Frequently Asked Questions - FAQ

What is a voice assistant?

A voice assistant is composed of 5 parts.

Wake-up Word (WuW)
Mainly used for Cloud recognition, the WuW allow a device to listen continously a microphone without sending data online nor wasting CPU calculation.
A good WuW is composed of at least 3 syllables, cut on consonants and based on non common words.
As an extra, it should sound like the same in every language you want to adress and you can use it as branding for your product.
Speech to Text (STT)
This module transcribe audio frequencies from voice to text. There is 2 family of STT that can be resumed as:
- FreeSpeech: This system can transcribe a large vocabulary that need to be analysed by a NLP module.
- Grammar based: This system will only transcribe the vocabulary it was setup for.
Natural Language Understanding (NLU)
Natural-language understanding (NLU) is the comprehension by computers of the structure and meaning of human language (e.g., English, Spanish, Japanese), allowing users to interact with the computer using natural sentences.
Artificial Intelligence (AI)
This one is a melting pot of features in charges of executing the request of the user by calling API, editing database or anything else.
Voice Synthesis
As a result for a voice command, a feedback should be given to the user. It can be a synthetized voice generate by a text to speech module.

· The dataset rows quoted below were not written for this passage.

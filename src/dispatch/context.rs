//! Per-request state.
//!
//! # Responsibilities
//! - Carry method, path, query, headers and body through the pipeline
//! - Parse the body lazily, once, according to its content type
//! - Accumulate values produced by `derive` hooks
//! - Expose the current response to `afterHandle` hooks
//!
//! # Design Decisions
//! - The request itself is shared behind an `Arc`; hooks get cheap clones
//! - Derived values are copy-on-write, so a clone never sees later changes

use std::sync::{Arc, OnceLock};

use axum::body::Bytes;
use axum::http::{header, HeaderMap, HeaderName, HeaderValue, Method};
use serde::de::DeserializeOwned;
use serde_json::{Map, Value};

use crate::error::{BodyError, HookResult};
use crate::hooks::Derived;
use crate::response::{Reply, Responder};
use crate::routing::path;

/// What the dispatcher receives from a transport adapter.
#[derive(Debug, Clone)]
pub struct DispatchRequest {
    pub method: Method,
    /// Request target; may include a query string.
    pub path: String,
    pub headers: HeaderMap,
    pub body: Bytes,
}

impl DispatchRequest {
    pub fn new(method: Method, path: impl Into<String>) -> Self {
        Self {
            method,
            path: path.into(),
            headers: HeaderMap::new(),
            body: Bytes::new(),
        }
    }

    pub fn get(path: impl Into<String>) -> Self {
        Self::new(Method::GET, path)
    }

    pub fn post(path: impl Into<String>) -> Self {
        Self::new(Method::POST, path)
    }

    #[must_use]
    pub fn header(mut self, name: HeaderName, value: HeaderValue) -> Self {
        self.headers.append(name, value);
        self
    }

    #[must_use]
    pub fn body(mut self, body: impl Into<Bytes>) -> Self {
        self.body = body.into();
        self
    }

    /// Set a JSON body and its content type.
    #[must_use]
    pub fn json(self, value: &Value) -> Self {
        self.header(header::CONTENT_TYPE, HeaderValue::from_static("application/json"))
            .body(value.to_string())
    }
}

/// The request body, interpreted by content type.
#[derive(Debug, Clone, PartialEq)]
pub enum ParsedBody {
    Empty,
    Json(Value),
    Text(String),
    Bytes(Bytes),
}

impl Responder for ParsedBody {
    fn into_reply(self) -> HookResult<Reply> {
        Ok(match self {
            ParsedBody::Empty => Reply::Empty,
            ParsedBody::Json(value) => Reply::Json(value),
            ParsedBody::Text(text) => Reply::Text(text),
            ParsedBody::Bytes(bytes) => Reply::Text(String::from_utf8_lossy(&bytes).into_owned()),
        })
    }
}

#[derive(Debug)]
struct RequestParts {
    request_id: String,
    method: Method,
    path: String,
    query: Option<String>,
    headers: HeaderMap,
    body: Bytes,
    parsed: OnceLock<Result<ParsedBody, BodyError>>,
}

/// State of one request as seen by hooks and handlers.
#[derive(Debug, Clone)]
pub struct RequestContext {
    parts: Arc<RequestParts>,
    derived: Arc<Map<String, Value>>,
    response: Option<Reply>,
}

impl RequestContext {
    pub(crate) fn new(request: DispatchRequest, request_id: String) -> Self {
        let query = request
            .path
            .split_once('?')
            .map(|(_, q)| q.split('#').next().unwrap_or_default().to_string());

        Self {
            parts: Arc::new(RequestParts {
                request_id,
                method: request.method,
                path: path::normalize(&request.path),
                query,
                headers: request.headers,
                body: request.body,
                parsed: OnceLock::new(),
            }),
            derived: Arc::new(Map::new()),
            response: None,
        }
    }

    pub fn request_id(&self) -> &str {
        &self.parts.request_id
    }

    pub fn method(&self) -> &Method {
        &self.parts.method
    }

    /// Normalized request path, without query string.
    pub fn path(&self) -> &str {
        &self.parts.path
    }

    /// Raw query string, if any.
    pub fn query(&self) -> Option<&str> {
        self.parts.query.as_deref()
    }

    pub fn headers(&self) -> &HeaderMap {
        &self.parts.headers
    }

    /// A header value, if present and valid UTF-8.
    pub fn header(&self, name: impl header::AsHeaderName) -> Option<&str> {
        self.parts.headers.get(name).and_then(|v| v.to_str().ok())
    }

    /// A cookie from the `Cookie` header(s).
    pub fn cookie(&self, name: &str) -> Option<&str> {
        self.parts
            .headers
            .get_all(header::COOKIE)
            .iter()
            .filter_map(|v| v.to_str().ok())
            .flat_map(|v| v.split(';'))
            .filter_map(|pair| pair.trim().split_once('='))
            .find(|(key, _)| *key == name)
            .map(|(_, value)| value)
    }

    /// The unparsed body bytes.
    pub fn raw_body(&self) -> &Bytes {
        &self.parts.body
    }

    /// The parsed body. Parsed on first access; later calls reuse the result.
    pub fn body(&self) -> Result<&ParsedBody, BodyError> {
        self.parts
            .parsed
            .get_or_init(|| parse_body(&self.parts.headers, &self.parts.body))
            .as_ref()
            .map_err(Clone::clone)
    }

    /// Deserialize a JSON body into `T`.
    pub fn json<T: DeserializeOwned>(&self) -> Result<T, BodyError> {
        match self.body()? {
            ParsedBody::Json(value) => serde_json::from_value(value.clone())
                .map_err(|e| BodyError::InvalidJson(e.to_string())),
            _ => Err(BodyError::InvalidJson("expected a JSON body".to_string())),
        }
    }

    /// A value added by a `derive` hook.
    pub fn derived(&self, key: &str) -> Option<&Value> {
        self.derived.get(key)
    }

    /// The response so far. Set while `afterHandle` hooks run.
    pub fn response(&self) -> Option<&Reply> {
        self.response.as_ref()
    }

    pub(crate) fn merge_derived(&mut self, derived: Derived) {
        let values = derived.into_inner();
        if !values.is_empty() {
            Arc::make_mut(&mut self.derived).extend(values);
        }
    }

    pub(crate) fn set_response(&mut self, reply: Reply) {
        self.response = Some(reply);
    }

    pub(crate) fn take_response(&mut self) -> Option<Reply> {
        self.response.take()
    }
}

fn parse_body(headers: &HeaderMap, body: &Bytes) -> Result<ParsedBody, BodyError> {
    if body.is_empty() {
        return Ok(ParsedBody::Empty);
    }

    let content_type = headers
        .get(header::CONTENT_TYPE)
        .and_then(|v| v.to_str().ok())
        .map(|v| v.split(';').next().unwrap_or_default().trim().to_ascii_lowercase());

    match content_type.as_deref() {
        Some(ct) if ct == "application/json" || ct.ends_with("+json") => {
            serde_json::from_slice(body)
                .map(ParsedBody::Json)
                .map_err(|e| BodyError::InvalidJson(e.to_string()))
        }
        Some(ct) if ct.starts_with("text/") => std::str::from_utf8(body)
            .map(|text| ParsedBody::Text(text.to_string()))
            .map_err(|_| BodyError::InvalidUtf8),
        Some(_) => Ok(ParsedBody::Bytes(body.clone())),
        None => Ok(std::str::from_utf8(body)
            .map(|text| ParsedBody::Text(text.to_string()))
            .unwrap_or_else(|_| ParsedBody::Bytes(body.clone()))),
    }
}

How complex is an integration in an already existing C/C++ application?

Several samples are available. You can choose the one corresponding to your usecase (ASR, TTS, ASR+TTS,...) and build it to discover how to use our SDK.
These samples are pretty easy to understand and the integration in an already existing project should not be a problem.
We rely on Conan to fetch the dependencies and CMake to build. All of our samples contain the required files to do it.

Does your system can alter/customize voices (pitch, speed, distortion, etc.)?

We support Speech Synthesis Markup Language (SSML) tagging to customize the flow of the speech with any voices.

Does your system make use of any markup languages such as SSML?

Yes, our voice synthesis technology supports the Speech Synthesis Markup Language (SSML) which allows a standard way to control aspects of speech such as pronunciation, volume, pitch, rate, etc. across different voices.
You can check this page Speech Synthesis Markup Language (SSML) for the list of supported markups.

Is it possible to use multiple languages in voice synthesis technology for example a mix between German and English?

You have two ways to use multi-languages using the voice synthesis technology:

Choosing a multi-language voice which supports both german and english i.e Anna-ml or Petra-ml and use the SSML markup lang to select the language of your choice.
XML
```
English, <lang xml:lang="de">Deutsch</lang>, English.
```
Switch between voices when you want to say a word in different language using the voice SSML markup.
XML
```
English, <voice xml:lang="de">Deutsch</voice>, English
```

You can check SDK specifics for Voice Synthesis page for more details about the supported features by each SDK.

Would it be possible to pronounce certain words differently?

In case you want to pronounce a word differently you can use the sub or the phoneme SSML markup.

The sub markup is used to substitute text for the purposes of pronunciation.

XML

  <sub alias="Voice Development Kit">VDK</sub>

The phoneme markup is used to provide a phonetic pronunciation for the contained text.

XML

  <phoneme alphabet="ipa" ph="vivo͡ʊkə">Vivoka</phonem

You can check Speech Synthesis Markup Language (SSML) page for more details on how to use the sub and phoneme markups.

Can your solution run on a Raspberry Pi / Banana Pi with a Linux operating system?

Our solution can run on a Raspberry Pi. We use both Raspberry Pi 3b+ and 4 (32 and 64bits) on our side as test devices.